I guess you mean '90 demos because most >2000 demos were designed for 040/060. In fact the c2p designed for 040+ will perform badly on 030 and if your software needs fpu you'll raise the cost of the 030 so much that you'll be able to buy a 040/40 for almost the same price. For 030 demos it's a good idea to run cyberpatcher/oxypatcher to improve compatibility a little.
@koshman
I'm not sure what you're talking about, but I'm talking about the RAM that's on the turboboard itself. Of course, I have the usual 16MB A4000 mobo RAM, but with A3640 it still feels subjectively slower than 1230 MKIV. I don't have any benchies, I simply remember quite a few demos that were slow, but still enjoyable on 030/50 that are nothing more than a slideshow on A3640. I'm not saying the A3640 is slower across the board - it might well be faster in WB and serious apps, but that's more difficult to judge.

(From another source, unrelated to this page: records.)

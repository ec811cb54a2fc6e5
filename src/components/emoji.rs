//! Emoji identifiers and their static dispense data.
//!
//! The machine sells a closed set of five emoji. Each one owns a fixed
//! [`EmojiSlot`] describing where its dispensable model rests and how it falls
//! out of the machine. The tables in this module are never mutated at runtime.
//!
//! The fall follows an L-shaped path: from rest forward to the corner over
//! the corner segment, then straight down to the drop-off point over the
//! emoji's fall duration. Both segments are linear.

use bevy_ecs::prelude::Component;
use raylib::prelude::Vector3;

/// One of the five emoji the machine dispenses.
#[derive(Debug, Clone, Copy, PartialEq, Eq, Hash)]
pub enum Emoji {
    Smiley,
    SparkleHeart,
    HeartSmiley,
    SadSmiley,
    ThreeHearts,
}

/// Number of emoji in the closed set.
pub const EMOJI_COUNT: usize = 5;

/// Static rest position and fall path of a dispensable emoji.
#[derive(Debug, Clone, Copy, PartialEq)]
pub struct EmojiSlot {
    /// Model-space position when not animating.
    pub rest: Vector3,
    /// Displacement of the L-path corner relative to `rest`.
    pub corner_offset: Vector3,
    /// Displacement of the drop-off point relative to `rest`.
    pub end_offset: Vector3,
    /// Duration of the vertical drop in milliseconds.
    pub fall_duration_ms: u32,
}

impl EmojiSlot {
    /// Corner point of the fall path.
    pub fn corner(&self) -> Vector3 {
        add_v3(self.rest, self.corner_offset)
    }

    /// Drop-off point of the fall path.
    pub fn end(&self) -> Vector3 {
        add_v3(self.rest, self.end_offset)
    }

    /// Whole fall, corner segment included, in seconds.
    pub fn total_secs(&self, corner_ms: u32) -> f32 {
        (corner_ms as f32 + self.fall_duration_ms as f32) / 1000.0
    }

    /// Share of the fall spent on the forward segment.
    pub fn corner_fraction(&self, corner_ms: u32) -> f32 {
        let total = corner_ms as f32 + self.fall_duration_ms as f32;
        if total <= 0.0 {
            return 0.0;
        }
        corner_ms as f32 / total
    }

    /// Point on the L-path at normalised `progress`.
    pub fn position_at(&self, corner_ms: u32, progress: f32) -> Vector3 {
        let p = progress.clamp(0.0, 1.0);
        let f1 = self.corner_fraction(corner_ms);
        if p < f1 {
            lerp_v3(self.rest, self.corner(), p / f1)
        } else if f1 < 1.0 {
            lerp_v3(self.corner(), self.end(), (p - f1) / (1.0 - f1))
        } else {
            self.end()
        }
    }
}

const fn v3(x: f32, y: f32, z: f32) -> Vector3 {
    Vector3 { x, y, z }
}

pub(crate) fn add_v3(a: Vector3, b: Vector3) -> Vector3 {
    Vector3 {
        x: a.x + b.x,
        y: a.y + b.y,
        z: a.z + b.z,
    }
}

pub(crate) fn lerp_v3(a: Vector3, b: Vector3, t: f32) -> Vector3 {
    Vector3 {
        x: a.x + (b.x - a.x) * t,
        y: a.y + (b.y - a.y) * t,
        z: a.z + (b.z - a.z) * t,
    }
}

// Every emoji is pushed forward by the same amount before dropping.
const CORNER: Vector3 = v3(0.5, 0.0, 0.0);

/// Dispense data indexed by [`Emoji::index`].
const SLOTS: [EmojiSlot; EMOJI_COUNT] = [
    EmojiSlot {
        rest: v3(1.081, 6.138, 0.368),
        corner_offset: CORNER,
        end_offset: v3(0.5, -5.2, 0.0),
        fall_duration_ms: 1500,
    },
    EmojiSlot {
        rest: v3(1.111, 4.965, 0.368),
        corner_offset: CORNER,
        end_offset: v3(0.5, -4.0, 0.0),
        fall_duration_ms: 1200,
    },
    EmojiSlot {
        rest: v3(1.139, 3.738, -0.643),
        corner_offset: CORNER,
        end_offset: v3(0.5, -2.8, 0.0),
        fall_duration_ms: 900,
    },
    EmojiSlot {
        rest: v3(1.096, 2.564, 1.38),
        corner_offset: CORNER,
        end_offset: v3(0.5, -1.6, 0.0),
        fall_duration_ms: 600,
    },
    EmojiSlot {
        rest: v3(1.086, 3.756, 0.368),
        corner_offset: CORNER,
        end_offset: v3(0.5, -2.8, 0.0),
        fall_duration_ms: 900,
    },
];

/// Decorative, non-dispensable emoji filling the rest of the shelves.
pub const STOCK: [(Emoji, Vector3); 7] = [
    (Emoji::Smiley, v3(1.081, 6.138, 1.38)),
    (Emoji::Smiley, v3(1.081, 6.138, -0.64)),
    (Emoji::SparkleHeart, v3(1.096, 4.948, 1.38)),
    (Emoji::SparkleHeart, v3(1.111, 4.965, -0.64)),
    (Emoji::HeartSmiley, v3(1.115, 2.561, -0.643)),
    (Emoji::ThreeHearts, v3(1.094, 3.756, 1.38)),
    (Emoji::SadSmiley, v3(1.096, 2.564, 0.349)),
];

impl Emoji {
    /// All emoji in index order.
    pub const ALL: [Emoji; EMOJI_COUNT] = [
        Emoji::Smiley,
        Emoji::SparkleHeart,
        Emoji::HeartSmiley,
        Emoji::SadSmiley,
        Emoji::ThreeHearts,
    ];

    /// Stable index into fixed-size per-emoji arrays.
    pub const fn index(self) -> usize {
        match self {
            Emoji::Smiley => 0,
            Emoji::SparkleHeart => 1,
            Emoji::HeartSmiley => 2,
            Emoji::SadSmiley => 3,
            Emoji::ThreeHearts => 4,
        }
    }

    /// Snake-case identifier, also used as the image file stem.
    pub const fn id(self) -> &'static str {
        match self {
            Emoji::Smiley => "smiley",
            Emoji::SparkleHeart => "sparkle_heart",
            Emoji::HeartSmiley => "heart_smiley",
            Emoji::SadSmiley => "sad_smiley",
            Emoji::ThreeHearts => "three_hearts",
        }
    }

    /// Human-readable name shown in the result modal.
    pub const fn label(self) -> &'static str {
        match self {
            Emoji::Smiley => "Smiling Emoji",
            Emoji::SparkleHeart => "Sparkling Heart Emoji",
            Emoji::HeartSmiley => "Smiling with Hearts Emoji",
            Emoji::SadSmiley => "Crying Emoji",
            Emoji::ThreeHearts => "Growing Heart Emoji",
        }
    }

    /// Image file name shown in the result modal.
    pub fn image_file(self) -> String {
        format!("{}.png", self.id())
    }

    /// Static dispense data for this emoji.
    pub fn slot(self) -> &'static EmojiSlot {
        &SLOTS[self.index()]
    }
}

impl std::fmt::Display for Emoji {
    fn fmt(&self, f: &mut std::fmt::Formatter<'_>) -> std::fmt::Result {
        f.write_str(self.id())
    }
}

/// Marks an entity as the dispensable model of an emoji.
#[derive(Component, Clone, Copy, Debug)]
pub struct EmojiPiece {
    pub emoji: Emoji,
}

/// Marks an entity as decorative shelf stock.
#[derive(Component, Clone, Copy, Debug)]
pub struct StockPiece {
    pub emoji: Emoji,
}

#[cfg(test)]
mod tests {
    use super::*;

    const EPSILON: f32 = 1e-5;

    fn approx_eq(a: f32, b: f32) -> bool {
        (a - b).abs() < EPSILON
    }

    fn v3_approx_eq(a: Vector3, b: Vector3) -> bool {
        approx_eq(a.x, b.x) && approx_eq(a.y, b.y) && approx_eq(a.z, b.z)
    }

    #[test]
    fn test_index_matches_all_order() {
        for (i, emoji) in Emoji::ALL.iter().enumerate() {
            assert_eq!(emoji.index(), i);
        }
    }

    #[test]
    fn test_labels() {
        assert_eq!(Emoji::Smiley.label(), "Smiling Emoji");
        assert_eq!(Emoji::HeartSmiley.label(), "Smiling with Hearts Emoji");
        assert_eq!(Emoji::SparkleHeart.label(), "Sparkling Heart Emoji");
        assert_eq!(Emoji::SadSmiley.label(), "Crying Emoji");
        assert_eq!(Emoji::ThreeHearts.label(), "Growing Heart Emoji");
    }

    #[test]
    fn test_image_file_uses_id() {
        assert_eq!(Emoji::SadSmiley.image_file(), "sad_smiley.png");
    }

    #[test]
    fn test_fall_durations() {
        assert_eq!(Emoji::Smiley.slot().fall_duration_ms, 1500);
        assert_eq!(Emoji::SparkleHeart.slot().fall_duration_ms, 1200);
        assert_eq!(Emoji::HeartSmiley.slot().fall_duration_ms, 900);
        assert_eq!(Emoji::SadSmiley.slot().fall_duration_ms, 600);
        assert_eq!(Emoji::ThreeHearts.slot().fall_duration_ms, 900);
    }

    #[test]
    fn test_corner_moves_forward_only() {
        for emoji in Emoji::ALL {
            let slot = emoji.slot();
            let corner = slot.corner();
            assert!(approx_eq(corner.x, slot.rest.x + 0.5));
            assert!(approx_eq(corner.y, slot.rest.y));
            assert!(approx_eq(corner.z, slot.rest.z));
        }
    }

    #[test]
    fn test_end_drops_below_rest() {
        let slot = Emoji::SadSmiley.slot();
        let end = slot.end();
        assert!(approx_eq(end.x, 1.596));
        assert!(approx_eq(end.y, 2.564 - 1.6));
        assert!(approx_eq(end.z, 1.38));
    }

    #[test]
    fn test_display_is_id() {
        assert_eq!(Emoji::ThreeHearts.to_string(), "three_hearts");
    }

    #[test]
    fn test_lerp_v3_boundaries_and_midpoint() {
        let a = v3(0.0, 10.0, -2.0);
        let b = v3(4.0, 0.0, 2.0);
        assert!(v3_approx_eq(lerp_v3(a, b, 0.0), a));
        assert!(v3_approx_eq(lerp_v3(a, b, 1.0), b));
        assert!(v3_approx_eq(lerp_v3(a, b, 0.5), v3(2.0, 5.0, 0.0)));
    }

    #[test]
    fn test_total_secs() {
        assert!(approx_eq(Emoji::SadSmiley.slot().total_secs(500), 1.1));
        assert!(approx_eq(Emoji::Smiley.slot().total_secs(500), 2.0));
    }

    #[test]
    fn test_huge_corner_does_not_overflow() {
        let slot = Emoji::Smiley.slot();
        let total = slot.total_secs(u32::MAX);
        assert!(total > u32::MAX as f32 / 1000.0 - 1.0);
        let f1 = slot.corner_fraction(u32::MAX);
        assert!(f1 > 0.99 && f1 <= 1.0);
    }

    #[test]
    fn test_corner_fraction() {
        assert!(approx_eq(Emoji::Smiley.slot().corner_fraction(500), 0.25));
        assert!(approx_eq(
            Emoji::SadSmiley.slot().corner_fraction(500),
            500.0 / 1100.0
        ));
        assert_eq!(Emoji::Smiley.slot().corner_fraction(0), 0.0);
    }

    #[test]
    fn test_path_starts_at_rest_and_ends_at_end() {
        for emoji in Emoji::ALL {
            let slot = emoji.slot();
            assert!(v3_approx_eq(slot.position_at(500, 0.0), slot.rest));
            assert!(v3_approx_eq(slot.position_at(500, 1.0), slot.end()));
        }
    }

    #[test]
    fn test_path_hits_corner_at_first_fraction() {
        for emoji in Emoji::ALL {
            let slot = emoji.slot();
            let f1 = slot.corner_fraction(500);
            assert!(v3_approx_eq(slot.position_at(500, f1), slot.corner()));
        }
    }

    #[test]
    fn test_first_segment_moves_forward_only() {
        // Smiley: first quarter of the fall is the forward segment
        let slot = Emoji::Smiley.slot();
        let mid = slot.position_at(500, 0.125);
        assert!(approx_eq(mid.x, slot.rest.x + 0.25));
        assert!(approx_eq(mid.y, slot.rest.y));
        assert!(approx_eq(mid.z, slot.rest.z));
    }

    #[test]
    fn test_second_segment_moves_down_only() {
        let slot = Emoji::Smiley.slot();
        let p = slot.position_at(500, 0.625);
        assert!(approx_eq(p.x, slot.corner().x));
        assert!(approx_eq(p.y, slot.rest.y - 2.6));
        assert!(approx_eq(p.z, slot.rest.z));
    }

    #[test]
    fn test_path_clamps_progress() {
        let slot = Emoji::HeartSmiley.slot();
        assert!(v3_approx_eq(slot.position_at(500, -1.0), slot.rest));
        assert!(v3_approx_eq(slot.position_at(500, 3.0), slot.end()));
    }

    #[test]
    fn test_height_never_increases_along_path() {
        let slot = Emoji::SparkleHeart.slot();
        let mut last_y = f32::MAX;
        for i in 0..=100 {
            let p = slot.position_at(500, i as f32 / 100.0);
            assert!(p.y <= last_y + EPSILON);
            last_y = p.y;
        }
    }
}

Demos running faster on BlizzardIV 030 than on A3640 is definitely not normal. In the worst case they'll run the same but 040 is usually smoother even running at 25Mhz. Enable MAPROM if you don't have it enabled and relocate your kickstart to fastram. Even if your 040 has fpu it doesn't mean using fpu versions will always be faster. Do you have the caches enabled? Are your simms ok? Do you have 68040.library correctly installed? Check your motherboard jumpers.
If you fit a gfx card you'll notice even more how slow 030s really are compared to 040 (even A3640/25).
In the worst case and if you dare you can try to overclock your board to 28Mhz (30Mhz too, I think 33Mhz may require small changes) and the system may feel slightly smoother.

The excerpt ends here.